Further, on the downstream side of the second transport unit 12 with respect to the paper transport direction, a discharge roller pair 16 for discharging the paper S on which the image is recorded to the outside of the main body of the apparatus is provided, and the downstream side of the discharge roller pair 16. Is provided with a discharge tray (not shown) on which the paper S discharged to the outside of the main body of the apparatus is loaded.

The maintenance unit 19 supports a plurality of wipers 35 (see FIG. 11) that can move along the ink ejection surface F1, a substantially rectangular carriage (not shown) to which the plurality of wipers 35 are fixed, and a carriage. It is composed of a support frame (not shown). The carriage (not shown) is slidably supported in the direction of arrow AA'with respect to the support frame (not shown).

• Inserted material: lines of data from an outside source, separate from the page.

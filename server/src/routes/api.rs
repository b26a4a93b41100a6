use std::fmt::Write as _;

use axum::Json;
use axum::extract::{Path, Query, State};
use axum::http::{HeaderMap, header};
use axum::response::IntoResponse;
use chrono::{NaiveDate, Utc};
use serde::{Deserialize, Serialize};
use wagerboard_shared::{
    LeaderboardEntry, Period, RangeWindow, Settings, Snapshot, SnapshotSummary, payout_for,
    resolve_range,
};

use crate::archive;
use crate::auth::require_admin;
use crate::error::ApiError;
use crate::services::rankings;
use crate::settings_store::{self, SettingsUpdate};
use crate::state::{AppState, ObservabilitySnapshot};

const PROMETHEUS_CONTENT_TYPE: &str = "text/plain; version=0.0.4; charset=utf-8";

pub async fn health(State(state): State<AppState>) -> Json<serde_json::Value> {
    let (storage_ok, snapshot_count) = match state.store.load_snapshots().await {
        Ok(documents) => (true, documents.len()),
        Err(_) => (false, 0),
    };
    let observability = state.observability.snapshot();
    Json(serde_json::json!({
        "status": "ok",
        "snapshots": snapshot_count,
        "storage_ok": storage_ok,
        "upstream_configured": state.upstream.api_key.is_some(),
        "observability": {
            "leaderboard_requests_total": observability.leaderboard_requests_total,
            "upstream_errors_total": observability.upstream_errors_total,
            "snapshot_captures_total": observability.snapshot_captures_total,
            "capture_conflicts_total": observability.capture_conflicts_total,
            "settings_writes_total": observability.settings_writes_total,
            "settings_rejections_total": observability.settings_rejections_total,
        }
    }))
}

pub async fn metrics(State(state): State<AppState>) -> impl IntoResponse {
    let (storage_ok, snapshot_count) = match state.store.load_snapshots().await {
        Ok(documents) => (true, documents.len()),
        Err(_) => (false, 0),
    };
    let body = render_prometheus_metrics(snapshot_count, storage_ok, state.observability.snapshot());
    (
        [
            (header::CONTENT_TYPE, PROMETHEUS_CONTENT_TYPE),
            (header::CACHE_CONTROL, "no-store"),
        ],
        body,
    )
}

fn render_prometheus_metrics(
    snapshot_count: usize,
    storage_ok: bool,
    observability: ObservabilitySnapshot,
) -> String {
    let mut body = String::new();
    let _ = writeln!(
        body,
        "# HELP wagerboard_snapshots_stored Snapshot documents currently in the archive."
    );
    let _ = writeln!(body, "# TYPE wagerboard_snapshots_stored gauge");
    let _ = writeln!(body, "wagerboard_snapshots_stored {snapshot_count}");

    let _ = writeln!(
        body,
        "# HELP wagerboard_storage_available Whether the document store is readable (1 or 0)."
    );
    let _ = writeln!(body, "# TYPE wagerboard_storage_available gauge");
    let _ = writeln!(body, "wagerboard_storage_available {}", u8::from(storage_ok));

    let counters = [
        (
            "wagerboard_leaderboard_requests_total",
            "Total leaderboard read requests.",
            observability.leaderboard_requests_total,
        ),
        (
            "wagerboard_upstream_errors_total",
            "Total upstream provider failures.",
            observability.upstream_errors_total,
        ),
        (
            "wagerboard_snapshot_captures_total",
            "Total snapshots captured.",
            observability.snapshot_captures_total,
        ),
        (
            "wagerboard_capture_conflicts_total",
            "Total capture attempts rejected by the single-flight guard.",
            observability.capture_conflicts_total,
        ),
        (
            "wagerboard_settings_writes_total",
            "Total accepted settings writes.",
            observability.settings_writes_total,
        ),
        (
            "wagerboard_settings_rejections_total",
            "Total settings writes rejected by validation.",
            observability.settings_rejections_total,
        ),
    ];
    for (name, help, value) in counters {
        let _ = writeln!(body, "# HELP {name} {help}");
        let _ = writeln!(body, "# TYPE {name} counter");
        let _ = writeln!(body, "{name} {value}");
    }

    body
}

pub async fn auth_check(
    State(state): State<AppState>,
    headers: HeaderMap,
) -> Result<Json<serde_json::Value>, ApiError> {
    require_admin(&state, &headers)?;
    Ok(Json(serde_json::json!({ "ok": true })))
}

pub async fn get_settings(State(state): State<AppState>) -> Result<Json<Settings>, ApiError> {
    let settings = settings_store::get_settings(state.store.as_ref()).await?;
    Ok(Json(settings))
}

pub async fn post_settings(
    State(state): State<AppState>,
    headers: HeaderMap,
    Json(update): Json<SettingsUpdate>,
) -> Result<Json<Settings>, ApiError> {
    require_admin(&state, &headers)?;
    match settings_store::update_settings(state.store.as_ref(), update).await {
        Ok(settings) => {
            state.observability.record_settings_write();
            Ok(Json(settings))
        }
        Err(e) => {
            if matches!(e, ApiError::Validation(_)) {
                state.observability.record_settings_rejection();
            }
            Err(e)
        }
    }
}

#[derive(Debug, Default, Deserialize)]
pub struct RangeQuery {
    #[serde(default)]
    pub period: Option<String>,
}

#[derive(Debug, Serialize)]
pub struct RangeResponse {
    #[serde(rename = "startISO")]
    pub start_iso: NaiveDate,
    #[serde(rename = "endISO")]
    pub end_iso: NaiveDate,
    pub source: wagerboard_shared::RangeSource,
    pub period: Period,
}

impl RangeResponse {
    fn new(window: RangeWindow, period: Period) -> Self {
        Self {
            start_iso: window.start,
            end_iso: window.end,
            source: window.source,
            period,
        }
    }
}

/// A period supplied on the query string overrides the stored one; an
/// unknown value falls back to weekly, matching the resolver's trailing
/// default.
fn effective_period(query_period: Option<&str>, settings: &Settings) -> Period {
    match query_period {
        Some(raw) => Period::parse(raw).unwrap_or(Period::Weekly),
        None => settings.period,
    }
}

pub async fn get_range(
    State(state): State<AppState>,
    Query(query): Query<RangeQuery>,
) -> Result<Json<RangeResponse>, ApiError> {
    let settings = settings_store::get_settings(state.store.as_ref()).await?;
    let period = effective_period(query.period.as_deref(), &settings);
    let window = resolve_range(period, &settings.custom_range, Utc::now().date_naive());
    Ok(Json(RangeResponse::new(window, period)))
}

#[derive(Debug, Default, Deserialize)]
pub struct LeaderboardQuery {
    #[serde(default)]
    pub limit: Option<i64>,
    /// Period name, kept as `range` for compatibility with the frontend.
    #[serde(default)]
    pub range: Option<String>,
}

#[derive(Debug, Serialize)]
pub struct RankedRow {
    pub username: String,
    pub wagered: f64,
    pub rank: u32,
    #[serde(skip_serializing_if = "Option::is_none")]
    pub bets: Option<u64>,
    pub payout: f64,
}

#[derive(Debug, Serialize)]
pub struct LeaderboardResponse {
    pub data: Vec<RankedRow>,
    pub range: RangeResponse,
}

pub async fn get_leaderboard(
    State(state): State<AppState>,
    Query(query): Query<LeaderboardQuery>,
) -> Result<Json<LeaderboardResponse>, ApiError> {
    state.observability.record_leaderboard_request();
    let settings = settings_store::get_settings(state.store.as_ref()).await?;
    let period = effective_period(query.range.as_deref(), &settings);
    let window = resolve_range(period, &settings.custom_range, Utc::now().date_naive());
    let limit = query
        .limit
        .map(|raw| raw.clamp(1, wagerboard_shared::MAX_PAGE_SIZE as i64) as usize)
        .unwrap_or(settings.page_size);

    let entries = rankings::fetch_ranked(&state.http_client, &state.upstream, &window, limit)
        .await
        .inspect_err(|_| state.observability.record_upstream_error())?;

    let data = entries
        .into_iter()
        .map(|entry| priced_row(entry, &settings))
        .collect();
    Ok(Json(LeaderboardResponse {
        data,
        range: RangeResponse::new(window, period),
    }))
}

fn priced_row(entry: LeaderboardEntry, settings: &Settings) -> RankedRow {
    let payout = payout_for(entry.rank, &settings.prize_config);
    RankedRow {
        username: entry.username,
        wagered: entry.wagered,
        rank: entry.rank,
        bets: entry.bets,
        payout,
    }
}

#[derive(Debug, Serialize)]
pub struct SnapshotList {
    pub data: Vec<SnapshotSummary>,
}

pub async fn list_past(State(state): State<AppState>) -> Result<Json<SnapshotList>, ApiError> {
    let data = archive::list(&state).await?;
    Ok(Json(SnapshotList { data }))
}

pub async fn get_past(
    State(state): State<AppState>,
    Path(id): Path<String>,
) -> Result<Json<Snapshot>, ApiError> {
    let snapshot = archive::get(&state, &id).await?;
    Ok(Json(snapshot))
}

pub async fn post_snapshot(
    State(state): State<AppState>,
    headers: HeaderMap,
) -> Result<Json<serde_json::Value>, ApiError> {
    require_admin(&state, &headers)?;
    let snapshot = archive::capture(&state).await?;
    Ok(Json(serde_json::json!({ "ok": true, "id": snapshot.id })))
}

#[derive(Debug, Deserialize)]
pub struct ImageReport {
    pub image: String,
}

/// Callback for the external renderer collaborator: records the produced
/// image reference against the snapshot, once.
pub async fn post_snapshot_image(
    State(state): State<AppState>,
    Path(id): Path<String>,
    headers: HeaderMap,
    Json(report): Json<ImageReport>,
) -> Result<Json<Snapshot>, ApiError> {
    require_admin(&state, &headers)?;
    let snapshot = archive::attach_image(&state, &id, &report.image).await?;
    Ok(Json(snapshot))
}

The wiper 35 is an elastic member (for example, a rubber member made of EPDM) for wiping the cleaning liquid 23 supplied to the cleaning liquid supply surface F2 from the cleaning liquid supply port 60a (see FIG. 5) of each recording head 17. .. The wiper 35 is pressed against a portion (here, an inclined surface 62) on the upstream side in the wiping direction with respect to the cleaning liquid supply region R2 (see FIG. 4) of the cleaning liquid supply member 60, and is moved by the carriage (not shown). Wipe the cleaning liquid supply surface F2 and the ink ejection surface F1 in a predetermined direction (arrow A direction).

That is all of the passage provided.